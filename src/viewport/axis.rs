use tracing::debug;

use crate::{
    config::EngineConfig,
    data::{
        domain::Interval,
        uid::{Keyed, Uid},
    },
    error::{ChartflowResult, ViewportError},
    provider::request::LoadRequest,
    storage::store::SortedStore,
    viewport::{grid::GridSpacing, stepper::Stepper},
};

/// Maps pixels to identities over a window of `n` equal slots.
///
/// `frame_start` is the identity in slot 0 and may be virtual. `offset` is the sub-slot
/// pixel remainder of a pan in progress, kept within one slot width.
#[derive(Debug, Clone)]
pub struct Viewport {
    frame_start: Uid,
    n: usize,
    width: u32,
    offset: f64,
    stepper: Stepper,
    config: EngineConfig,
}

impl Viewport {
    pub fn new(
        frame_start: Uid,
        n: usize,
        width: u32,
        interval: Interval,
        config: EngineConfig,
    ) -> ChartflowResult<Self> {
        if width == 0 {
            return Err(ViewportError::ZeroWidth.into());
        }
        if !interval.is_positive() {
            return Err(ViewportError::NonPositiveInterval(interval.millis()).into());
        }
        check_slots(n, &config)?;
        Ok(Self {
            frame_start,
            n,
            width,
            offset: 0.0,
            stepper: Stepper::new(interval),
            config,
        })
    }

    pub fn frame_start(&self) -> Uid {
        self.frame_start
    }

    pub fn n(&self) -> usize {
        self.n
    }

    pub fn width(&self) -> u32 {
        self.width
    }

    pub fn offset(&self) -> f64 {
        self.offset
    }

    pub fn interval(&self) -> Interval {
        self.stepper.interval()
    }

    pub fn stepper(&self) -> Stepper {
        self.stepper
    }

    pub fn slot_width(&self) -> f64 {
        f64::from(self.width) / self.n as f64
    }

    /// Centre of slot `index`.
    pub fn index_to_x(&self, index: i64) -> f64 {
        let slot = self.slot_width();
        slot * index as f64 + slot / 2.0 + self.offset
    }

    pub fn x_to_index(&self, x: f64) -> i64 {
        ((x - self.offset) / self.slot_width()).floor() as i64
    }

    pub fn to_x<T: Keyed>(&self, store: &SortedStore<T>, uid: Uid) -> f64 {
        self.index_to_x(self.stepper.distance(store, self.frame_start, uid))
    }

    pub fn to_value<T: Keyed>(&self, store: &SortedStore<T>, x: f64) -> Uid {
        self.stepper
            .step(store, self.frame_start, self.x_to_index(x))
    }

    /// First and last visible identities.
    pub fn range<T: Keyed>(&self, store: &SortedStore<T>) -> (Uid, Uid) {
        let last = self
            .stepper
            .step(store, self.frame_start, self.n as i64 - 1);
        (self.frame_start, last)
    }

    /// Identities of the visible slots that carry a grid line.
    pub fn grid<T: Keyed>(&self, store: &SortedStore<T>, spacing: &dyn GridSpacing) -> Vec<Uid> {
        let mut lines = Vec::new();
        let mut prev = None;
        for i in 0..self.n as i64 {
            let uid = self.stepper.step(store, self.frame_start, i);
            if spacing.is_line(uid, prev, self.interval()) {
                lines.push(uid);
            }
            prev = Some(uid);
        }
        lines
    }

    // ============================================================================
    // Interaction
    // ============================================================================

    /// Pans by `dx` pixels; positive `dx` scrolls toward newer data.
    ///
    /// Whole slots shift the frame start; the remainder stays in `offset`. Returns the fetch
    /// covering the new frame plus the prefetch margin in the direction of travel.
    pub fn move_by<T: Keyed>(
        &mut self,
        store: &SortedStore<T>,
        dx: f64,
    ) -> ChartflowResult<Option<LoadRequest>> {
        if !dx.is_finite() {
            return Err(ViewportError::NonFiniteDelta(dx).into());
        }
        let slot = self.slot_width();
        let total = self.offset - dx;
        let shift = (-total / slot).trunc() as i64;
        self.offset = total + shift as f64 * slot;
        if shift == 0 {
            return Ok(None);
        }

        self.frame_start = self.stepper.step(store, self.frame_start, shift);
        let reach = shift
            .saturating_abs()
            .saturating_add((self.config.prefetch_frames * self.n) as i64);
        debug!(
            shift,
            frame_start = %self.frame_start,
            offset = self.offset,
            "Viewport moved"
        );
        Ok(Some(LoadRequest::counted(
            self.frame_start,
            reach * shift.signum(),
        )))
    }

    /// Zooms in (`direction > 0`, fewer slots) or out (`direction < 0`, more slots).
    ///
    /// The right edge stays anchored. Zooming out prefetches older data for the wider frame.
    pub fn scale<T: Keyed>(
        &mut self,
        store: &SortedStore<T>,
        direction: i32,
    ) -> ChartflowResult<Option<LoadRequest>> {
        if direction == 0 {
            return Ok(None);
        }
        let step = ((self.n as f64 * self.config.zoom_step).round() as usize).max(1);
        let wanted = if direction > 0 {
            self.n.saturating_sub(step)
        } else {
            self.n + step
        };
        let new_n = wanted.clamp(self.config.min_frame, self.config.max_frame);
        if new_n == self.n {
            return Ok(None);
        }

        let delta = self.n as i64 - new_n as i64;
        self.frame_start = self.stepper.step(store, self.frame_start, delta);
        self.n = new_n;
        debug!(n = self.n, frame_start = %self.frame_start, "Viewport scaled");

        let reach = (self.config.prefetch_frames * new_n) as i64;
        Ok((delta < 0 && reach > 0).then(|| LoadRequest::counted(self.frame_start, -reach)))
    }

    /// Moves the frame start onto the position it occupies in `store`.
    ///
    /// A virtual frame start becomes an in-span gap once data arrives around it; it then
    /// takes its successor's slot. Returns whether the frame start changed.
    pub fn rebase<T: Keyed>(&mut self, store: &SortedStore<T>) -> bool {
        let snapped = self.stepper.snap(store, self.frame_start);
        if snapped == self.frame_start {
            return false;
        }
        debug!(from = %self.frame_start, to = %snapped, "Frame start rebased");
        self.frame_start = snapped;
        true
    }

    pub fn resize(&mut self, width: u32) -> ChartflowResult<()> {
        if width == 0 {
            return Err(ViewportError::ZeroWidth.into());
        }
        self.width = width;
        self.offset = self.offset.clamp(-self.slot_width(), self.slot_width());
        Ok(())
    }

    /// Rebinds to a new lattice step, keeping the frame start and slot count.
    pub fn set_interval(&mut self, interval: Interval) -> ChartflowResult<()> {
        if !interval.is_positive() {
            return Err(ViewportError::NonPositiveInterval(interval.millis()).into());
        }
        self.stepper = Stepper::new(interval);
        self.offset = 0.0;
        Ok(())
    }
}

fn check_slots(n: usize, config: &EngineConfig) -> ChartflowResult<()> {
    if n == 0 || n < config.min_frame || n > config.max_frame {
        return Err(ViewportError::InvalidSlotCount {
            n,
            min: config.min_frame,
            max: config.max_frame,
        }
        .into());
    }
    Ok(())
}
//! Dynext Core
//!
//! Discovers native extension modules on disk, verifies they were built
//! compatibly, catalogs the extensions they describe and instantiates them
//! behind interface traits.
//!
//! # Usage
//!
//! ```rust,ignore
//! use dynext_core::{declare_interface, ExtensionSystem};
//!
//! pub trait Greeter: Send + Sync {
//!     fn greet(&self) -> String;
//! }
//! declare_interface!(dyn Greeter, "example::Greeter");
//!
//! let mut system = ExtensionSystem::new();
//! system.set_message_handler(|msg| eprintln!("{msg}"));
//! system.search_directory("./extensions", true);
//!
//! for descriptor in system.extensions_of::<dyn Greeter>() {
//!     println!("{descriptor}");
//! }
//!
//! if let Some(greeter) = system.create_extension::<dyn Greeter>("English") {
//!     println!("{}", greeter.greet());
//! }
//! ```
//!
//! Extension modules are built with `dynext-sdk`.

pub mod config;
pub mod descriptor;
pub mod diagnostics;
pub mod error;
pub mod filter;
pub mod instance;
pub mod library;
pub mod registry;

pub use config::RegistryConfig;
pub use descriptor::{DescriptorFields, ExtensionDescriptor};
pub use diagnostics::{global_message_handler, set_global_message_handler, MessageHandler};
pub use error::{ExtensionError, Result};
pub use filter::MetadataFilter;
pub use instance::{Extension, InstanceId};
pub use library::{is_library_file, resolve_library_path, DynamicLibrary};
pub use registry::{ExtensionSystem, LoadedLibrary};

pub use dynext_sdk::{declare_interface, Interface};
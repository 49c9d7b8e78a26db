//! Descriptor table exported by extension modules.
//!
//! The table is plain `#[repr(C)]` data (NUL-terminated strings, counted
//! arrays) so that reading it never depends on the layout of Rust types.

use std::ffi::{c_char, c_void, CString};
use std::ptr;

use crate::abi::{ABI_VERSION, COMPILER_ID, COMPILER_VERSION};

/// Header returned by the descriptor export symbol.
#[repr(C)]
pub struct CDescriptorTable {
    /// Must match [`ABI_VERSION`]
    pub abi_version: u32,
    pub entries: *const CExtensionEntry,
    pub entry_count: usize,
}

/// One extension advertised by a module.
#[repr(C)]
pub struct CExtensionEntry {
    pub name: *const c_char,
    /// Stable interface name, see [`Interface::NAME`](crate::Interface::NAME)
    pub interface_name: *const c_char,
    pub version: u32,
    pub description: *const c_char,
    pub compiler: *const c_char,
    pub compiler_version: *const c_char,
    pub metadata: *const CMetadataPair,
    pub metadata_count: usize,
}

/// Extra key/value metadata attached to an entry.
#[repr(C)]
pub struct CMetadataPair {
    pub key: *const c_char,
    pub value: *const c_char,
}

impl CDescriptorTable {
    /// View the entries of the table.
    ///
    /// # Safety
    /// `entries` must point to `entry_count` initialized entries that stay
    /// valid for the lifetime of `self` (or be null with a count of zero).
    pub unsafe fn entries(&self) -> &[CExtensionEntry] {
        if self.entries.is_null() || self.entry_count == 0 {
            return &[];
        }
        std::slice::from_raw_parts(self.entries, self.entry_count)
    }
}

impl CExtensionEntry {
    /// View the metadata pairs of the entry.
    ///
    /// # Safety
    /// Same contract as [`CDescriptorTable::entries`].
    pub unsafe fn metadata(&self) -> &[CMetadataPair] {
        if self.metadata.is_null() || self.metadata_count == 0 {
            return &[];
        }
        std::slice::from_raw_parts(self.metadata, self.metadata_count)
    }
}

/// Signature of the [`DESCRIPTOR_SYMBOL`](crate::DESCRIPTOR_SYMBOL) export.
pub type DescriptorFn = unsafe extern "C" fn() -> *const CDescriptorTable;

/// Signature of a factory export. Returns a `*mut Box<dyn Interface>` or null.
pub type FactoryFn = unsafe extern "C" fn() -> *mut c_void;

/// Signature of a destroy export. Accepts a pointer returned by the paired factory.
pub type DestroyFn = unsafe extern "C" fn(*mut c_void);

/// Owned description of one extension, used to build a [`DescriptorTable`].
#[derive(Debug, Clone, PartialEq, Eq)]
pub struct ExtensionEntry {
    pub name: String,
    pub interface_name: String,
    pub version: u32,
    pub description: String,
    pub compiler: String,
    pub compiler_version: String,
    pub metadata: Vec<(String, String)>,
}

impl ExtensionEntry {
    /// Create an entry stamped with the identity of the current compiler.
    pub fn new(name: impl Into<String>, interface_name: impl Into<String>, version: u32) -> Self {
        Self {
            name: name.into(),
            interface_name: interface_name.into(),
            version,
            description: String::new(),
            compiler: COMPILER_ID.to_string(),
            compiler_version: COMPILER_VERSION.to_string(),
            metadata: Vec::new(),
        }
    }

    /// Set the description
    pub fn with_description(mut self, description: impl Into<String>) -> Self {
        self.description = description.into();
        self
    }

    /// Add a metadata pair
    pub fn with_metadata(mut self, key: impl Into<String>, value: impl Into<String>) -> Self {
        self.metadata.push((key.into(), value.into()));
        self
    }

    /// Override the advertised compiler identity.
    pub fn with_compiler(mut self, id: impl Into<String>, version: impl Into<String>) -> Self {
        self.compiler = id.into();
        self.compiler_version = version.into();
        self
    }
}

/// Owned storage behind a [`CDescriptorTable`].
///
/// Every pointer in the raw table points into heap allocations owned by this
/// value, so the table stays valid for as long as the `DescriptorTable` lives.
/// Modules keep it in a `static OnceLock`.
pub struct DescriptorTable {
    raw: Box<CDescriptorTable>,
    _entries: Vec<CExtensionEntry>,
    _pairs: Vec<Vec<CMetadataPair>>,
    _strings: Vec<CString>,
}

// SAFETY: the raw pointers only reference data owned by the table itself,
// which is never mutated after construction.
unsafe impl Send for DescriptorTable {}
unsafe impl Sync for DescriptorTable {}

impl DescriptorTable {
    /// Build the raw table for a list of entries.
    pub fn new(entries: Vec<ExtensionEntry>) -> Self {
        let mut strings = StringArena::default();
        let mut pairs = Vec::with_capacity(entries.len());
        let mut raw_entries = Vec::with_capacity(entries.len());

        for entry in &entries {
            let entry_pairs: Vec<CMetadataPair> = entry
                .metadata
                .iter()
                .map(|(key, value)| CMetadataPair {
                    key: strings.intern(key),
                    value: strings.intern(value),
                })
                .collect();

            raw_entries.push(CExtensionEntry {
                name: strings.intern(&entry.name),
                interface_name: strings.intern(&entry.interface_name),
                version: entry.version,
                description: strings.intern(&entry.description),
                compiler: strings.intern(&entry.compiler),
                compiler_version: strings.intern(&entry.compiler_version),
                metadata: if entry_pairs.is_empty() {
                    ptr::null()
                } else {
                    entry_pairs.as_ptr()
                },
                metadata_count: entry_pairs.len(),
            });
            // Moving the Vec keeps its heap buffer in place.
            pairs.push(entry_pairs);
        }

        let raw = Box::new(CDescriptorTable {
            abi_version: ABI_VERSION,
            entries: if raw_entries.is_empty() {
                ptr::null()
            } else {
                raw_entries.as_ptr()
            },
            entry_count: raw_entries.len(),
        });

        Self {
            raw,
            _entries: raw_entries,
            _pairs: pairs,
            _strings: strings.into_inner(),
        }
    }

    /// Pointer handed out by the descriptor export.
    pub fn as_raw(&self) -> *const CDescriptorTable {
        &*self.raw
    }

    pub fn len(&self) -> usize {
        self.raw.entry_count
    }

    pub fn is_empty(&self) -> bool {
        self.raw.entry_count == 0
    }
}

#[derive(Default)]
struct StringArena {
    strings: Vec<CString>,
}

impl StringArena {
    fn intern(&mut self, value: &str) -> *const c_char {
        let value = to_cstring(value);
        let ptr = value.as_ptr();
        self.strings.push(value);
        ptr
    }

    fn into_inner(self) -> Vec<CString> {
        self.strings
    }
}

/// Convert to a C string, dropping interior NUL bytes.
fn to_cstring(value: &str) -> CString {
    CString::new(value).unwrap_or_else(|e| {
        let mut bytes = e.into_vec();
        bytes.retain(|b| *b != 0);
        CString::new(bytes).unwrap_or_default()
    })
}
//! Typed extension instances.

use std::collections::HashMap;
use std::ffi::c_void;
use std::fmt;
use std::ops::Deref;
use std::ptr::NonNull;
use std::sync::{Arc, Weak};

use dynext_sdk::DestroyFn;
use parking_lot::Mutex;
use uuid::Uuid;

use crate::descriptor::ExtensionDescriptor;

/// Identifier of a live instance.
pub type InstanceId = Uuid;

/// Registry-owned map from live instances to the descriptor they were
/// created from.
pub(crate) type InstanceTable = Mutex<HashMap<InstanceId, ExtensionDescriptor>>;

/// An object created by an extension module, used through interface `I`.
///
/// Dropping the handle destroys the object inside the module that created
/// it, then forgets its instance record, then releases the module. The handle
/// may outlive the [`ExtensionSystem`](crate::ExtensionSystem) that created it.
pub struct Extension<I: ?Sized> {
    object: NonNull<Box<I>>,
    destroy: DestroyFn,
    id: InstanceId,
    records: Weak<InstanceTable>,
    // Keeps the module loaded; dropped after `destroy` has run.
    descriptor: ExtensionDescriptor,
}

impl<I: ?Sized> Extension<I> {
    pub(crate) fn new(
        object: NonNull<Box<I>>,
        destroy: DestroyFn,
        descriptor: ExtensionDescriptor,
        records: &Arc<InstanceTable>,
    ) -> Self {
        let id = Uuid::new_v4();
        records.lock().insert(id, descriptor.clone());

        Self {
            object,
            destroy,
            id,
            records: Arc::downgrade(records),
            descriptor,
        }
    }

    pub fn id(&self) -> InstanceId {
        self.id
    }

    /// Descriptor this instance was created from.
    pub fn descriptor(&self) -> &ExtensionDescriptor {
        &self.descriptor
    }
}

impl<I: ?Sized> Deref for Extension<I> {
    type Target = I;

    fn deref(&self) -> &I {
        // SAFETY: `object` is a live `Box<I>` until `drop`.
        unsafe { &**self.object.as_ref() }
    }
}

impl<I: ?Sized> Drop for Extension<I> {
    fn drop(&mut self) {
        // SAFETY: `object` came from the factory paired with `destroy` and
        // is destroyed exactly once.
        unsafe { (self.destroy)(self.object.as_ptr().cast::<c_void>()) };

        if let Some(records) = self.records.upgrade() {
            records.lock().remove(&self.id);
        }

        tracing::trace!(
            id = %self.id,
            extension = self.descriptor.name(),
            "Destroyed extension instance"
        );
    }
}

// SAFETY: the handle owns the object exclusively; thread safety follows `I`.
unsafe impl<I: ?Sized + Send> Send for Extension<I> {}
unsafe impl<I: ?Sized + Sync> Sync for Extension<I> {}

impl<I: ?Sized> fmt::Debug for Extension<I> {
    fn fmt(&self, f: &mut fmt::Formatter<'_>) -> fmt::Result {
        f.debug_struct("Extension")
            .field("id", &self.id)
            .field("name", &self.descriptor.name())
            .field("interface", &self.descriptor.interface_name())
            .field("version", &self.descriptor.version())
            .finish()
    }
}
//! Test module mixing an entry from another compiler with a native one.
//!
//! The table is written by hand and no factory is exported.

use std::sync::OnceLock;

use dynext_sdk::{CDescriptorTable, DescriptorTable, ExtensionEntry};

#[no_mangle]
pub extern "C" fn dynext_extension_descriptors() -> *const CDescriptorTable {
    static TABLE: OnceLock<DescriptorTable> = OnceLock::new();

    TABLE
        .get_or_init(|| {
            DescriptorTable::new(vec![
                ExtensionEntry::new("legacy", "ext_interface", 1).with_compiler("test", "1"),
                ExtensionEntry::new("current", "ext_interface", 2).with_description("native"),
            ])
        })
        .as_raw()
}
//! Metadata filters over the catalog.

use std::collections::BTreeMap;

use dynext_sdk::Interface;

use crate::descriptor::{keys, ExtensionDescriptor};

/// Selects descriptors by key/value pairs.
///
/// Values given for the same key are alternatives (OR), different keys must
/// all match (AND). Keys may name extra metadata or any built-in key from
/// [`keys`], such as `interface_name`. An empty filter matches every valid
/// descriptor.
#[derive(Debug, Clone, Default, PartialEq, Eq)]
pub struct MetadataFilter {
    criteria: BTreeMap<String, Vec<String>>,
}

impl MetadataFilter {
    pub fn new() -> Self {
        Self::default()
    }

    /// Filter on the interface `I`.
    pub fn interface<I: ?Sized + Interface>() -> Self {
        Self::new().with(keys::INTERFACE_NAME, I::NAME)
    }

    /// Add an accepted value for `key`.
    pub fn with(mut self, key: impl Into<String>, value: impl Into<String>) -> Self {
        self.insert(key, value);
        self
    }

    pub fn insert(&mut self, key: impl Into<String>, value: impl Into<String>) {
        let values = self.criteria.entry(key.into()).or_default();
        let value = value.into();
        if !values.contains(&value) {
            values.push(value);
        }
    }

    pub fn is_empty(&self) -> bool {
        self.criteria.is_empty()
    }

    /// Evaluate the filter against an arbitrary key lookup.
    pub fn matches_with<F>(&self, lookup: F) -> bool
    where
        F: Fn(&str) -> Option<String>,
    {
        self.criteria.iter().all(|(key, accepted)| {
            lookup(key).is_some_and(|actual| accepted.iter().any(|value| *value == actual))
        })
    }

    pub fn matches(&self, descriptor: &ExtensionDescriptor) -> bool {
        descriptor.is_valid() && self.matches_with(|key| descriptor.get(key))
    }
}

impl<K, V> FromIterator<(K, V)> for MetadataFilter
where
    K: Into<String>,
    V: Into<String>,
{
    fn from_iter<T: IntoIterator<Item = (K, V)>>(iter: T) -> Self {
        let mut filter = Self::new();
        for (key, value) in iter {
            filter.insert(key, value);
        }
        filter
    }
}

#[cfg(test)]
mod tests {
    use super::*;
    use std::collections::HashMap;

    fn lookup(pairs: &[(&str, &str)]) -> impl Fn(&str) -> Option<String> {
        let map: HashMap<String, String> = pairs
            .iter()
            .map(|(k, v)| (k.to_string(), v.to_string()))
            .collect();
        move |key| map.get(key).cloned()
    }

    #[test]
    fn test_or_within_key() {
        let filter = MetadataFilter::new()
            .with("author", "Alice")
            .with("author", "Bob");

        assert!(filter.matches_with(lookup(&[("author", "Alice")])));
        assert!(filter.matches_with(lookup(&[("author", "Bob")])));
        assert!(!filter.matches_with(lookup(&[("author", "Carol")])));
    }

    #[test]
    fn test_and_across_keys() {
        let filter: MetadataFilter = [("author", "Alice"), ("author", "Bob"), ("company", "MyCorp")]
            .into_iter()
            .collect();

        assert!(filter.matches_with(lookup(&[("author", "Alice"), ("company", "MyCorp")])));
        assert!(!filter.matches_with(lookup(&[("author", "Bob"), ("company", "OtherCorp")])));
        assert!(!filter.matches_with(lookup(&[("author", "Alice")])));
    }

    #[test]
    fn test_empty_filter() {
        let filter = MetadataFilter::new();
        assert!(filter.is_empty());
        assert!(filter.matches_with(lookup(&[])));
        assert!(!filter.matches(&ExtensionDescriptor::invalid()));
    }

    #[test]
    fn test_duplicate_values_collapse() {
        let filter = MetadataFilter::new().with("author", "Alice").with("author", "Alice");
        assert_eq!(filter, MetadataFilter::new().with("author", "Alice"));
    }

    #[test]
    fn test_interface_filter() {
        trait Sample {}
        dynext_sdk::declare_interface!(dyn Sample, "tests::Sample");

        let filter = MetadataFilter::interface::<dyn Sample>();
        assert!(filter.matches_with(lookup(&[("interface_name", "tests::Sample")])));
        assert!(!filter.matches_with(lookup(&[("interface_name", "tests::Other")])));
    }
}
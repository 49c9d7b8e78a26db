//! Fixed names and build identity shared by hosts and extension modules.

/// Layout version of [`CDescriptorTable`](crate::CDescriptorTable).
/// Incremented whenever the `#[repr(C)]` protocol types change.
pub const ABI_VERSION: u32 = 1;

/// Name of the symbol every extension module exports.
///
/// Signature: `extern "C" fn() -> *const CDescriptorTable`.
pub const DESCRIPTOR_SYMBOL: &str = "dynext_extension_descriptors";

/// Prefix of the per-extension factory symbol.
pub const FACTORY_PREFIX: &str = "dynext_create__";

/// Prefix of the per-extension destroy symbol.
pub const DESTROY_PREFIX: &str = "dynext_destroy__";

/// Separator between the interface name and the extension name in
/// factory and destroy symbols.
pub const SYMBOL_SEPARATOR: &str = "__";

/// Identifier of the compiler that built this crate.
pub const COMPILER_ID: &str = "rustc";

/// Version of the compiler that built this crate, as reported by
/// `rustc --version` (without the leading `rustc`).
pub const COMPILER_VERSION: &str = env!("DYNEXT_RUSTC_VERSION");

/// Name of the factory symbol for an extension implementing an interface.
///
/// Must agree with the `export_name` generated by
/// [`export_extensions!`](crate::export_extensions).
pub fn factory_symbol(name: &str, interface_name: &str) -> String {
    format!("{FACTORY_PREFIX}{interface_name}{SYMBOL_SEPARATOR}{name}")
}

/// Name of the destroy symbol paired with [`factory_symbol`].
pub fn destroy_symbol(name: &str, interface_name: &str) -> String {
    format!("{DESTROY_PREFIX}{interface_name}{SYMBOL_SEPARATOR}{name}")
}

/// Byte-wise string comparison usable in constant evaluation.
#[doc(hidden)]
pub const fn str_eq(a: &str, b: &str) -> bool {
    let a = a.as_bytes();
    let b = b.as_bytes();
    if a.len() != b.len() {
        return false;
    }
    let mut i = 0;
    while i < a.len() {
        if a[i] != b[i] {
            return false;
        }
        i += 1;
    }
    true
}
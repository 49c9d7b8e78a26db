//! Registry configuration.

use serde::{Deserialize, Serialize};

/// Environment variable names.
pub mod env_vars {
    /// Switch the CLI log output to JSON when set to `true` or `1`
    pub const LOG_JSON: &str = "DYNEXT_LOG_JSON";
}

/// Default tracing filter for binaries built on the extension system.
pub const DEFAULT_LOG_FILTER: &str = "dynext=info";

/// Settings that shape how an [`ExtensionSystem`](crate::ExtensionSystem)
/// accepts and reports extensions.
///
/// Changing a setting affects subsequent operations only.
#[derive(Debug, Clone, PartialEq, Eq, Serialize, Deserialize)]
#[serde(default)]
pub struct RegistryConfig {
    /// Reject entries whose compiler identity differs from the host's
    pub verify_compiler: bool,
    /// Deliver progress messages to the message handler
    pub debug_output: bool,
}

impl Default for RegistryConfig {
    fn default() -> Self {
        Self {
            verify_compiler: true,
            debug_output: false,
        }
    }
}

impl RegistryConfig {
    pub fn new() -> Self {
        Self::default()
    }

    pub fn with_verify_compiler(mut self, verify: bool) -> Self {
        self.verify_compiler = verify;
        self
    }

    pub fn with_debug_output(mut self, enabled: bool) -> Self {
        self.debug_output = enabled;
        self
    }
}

- How to complete this task: Above are some lines. Repeat exactly, and only, those from the line that has "Must agree with" through the line that has "#[serde(default)]".

- Task result:
/// Must agree with the `export_name` generated by
/// [`export_extensions!`](crate::export_extensions).
pub fn factory_symbol(name: &str, interface_name: &str) -> String {
    format!("{FACTORY_PREFIX}{interface_name}{SYMBOL_SEPARATOR}{name}")
}

/// Name of the destroy symbol paired with [`factory_symbol`].
pub fn destroy_symbol(name: &str, interface_name: &str) -> String {
    format!("{DESTROY_PREFIX}{interface_name}{SYMBOL_SEPARATOR}{name}")
}

/// Byte-wise string comparison usable in constant evaluation.
#[doc(hidden)]
pub const fn str_eq(a: &str, b: &str) -> bool {
    let a = a.as_bytes();
    let b = b.as_bytes();
    if a.len() != b.len() {
        return false;
    }
    let mut i = 0;
    while i < a.len() {
        if a[i] != b[i] {
            return false;
        }
        i += 1;
    }
    true
}
repository 49c9d7b8e78a26db
//! Registry configuration.

use serde::{Deserialize, Serialize};

/// Environment variable names.
pub mod env_vars {
    /// Switch the CLI log output to JSON when set to `true` or `1`
    pub const LOG_JSON: &str = "DYNEXT_LOG_JSON";
}

/// Default tracing filter for binaries built on the extension system.
pub const DEFAULT_LOG_FILTER: &str = "dynext=info";

/// Settings that shape how an [`ExtensionSystem`](crate::ExtensionSystem)
/// accepts and reports extensions.
///
/// Changing a setting affects subsequent operations only.
#[derive(Debug, Clone, PartialEq, Eq, Serialize, Deserialize)]
#[serde(default)]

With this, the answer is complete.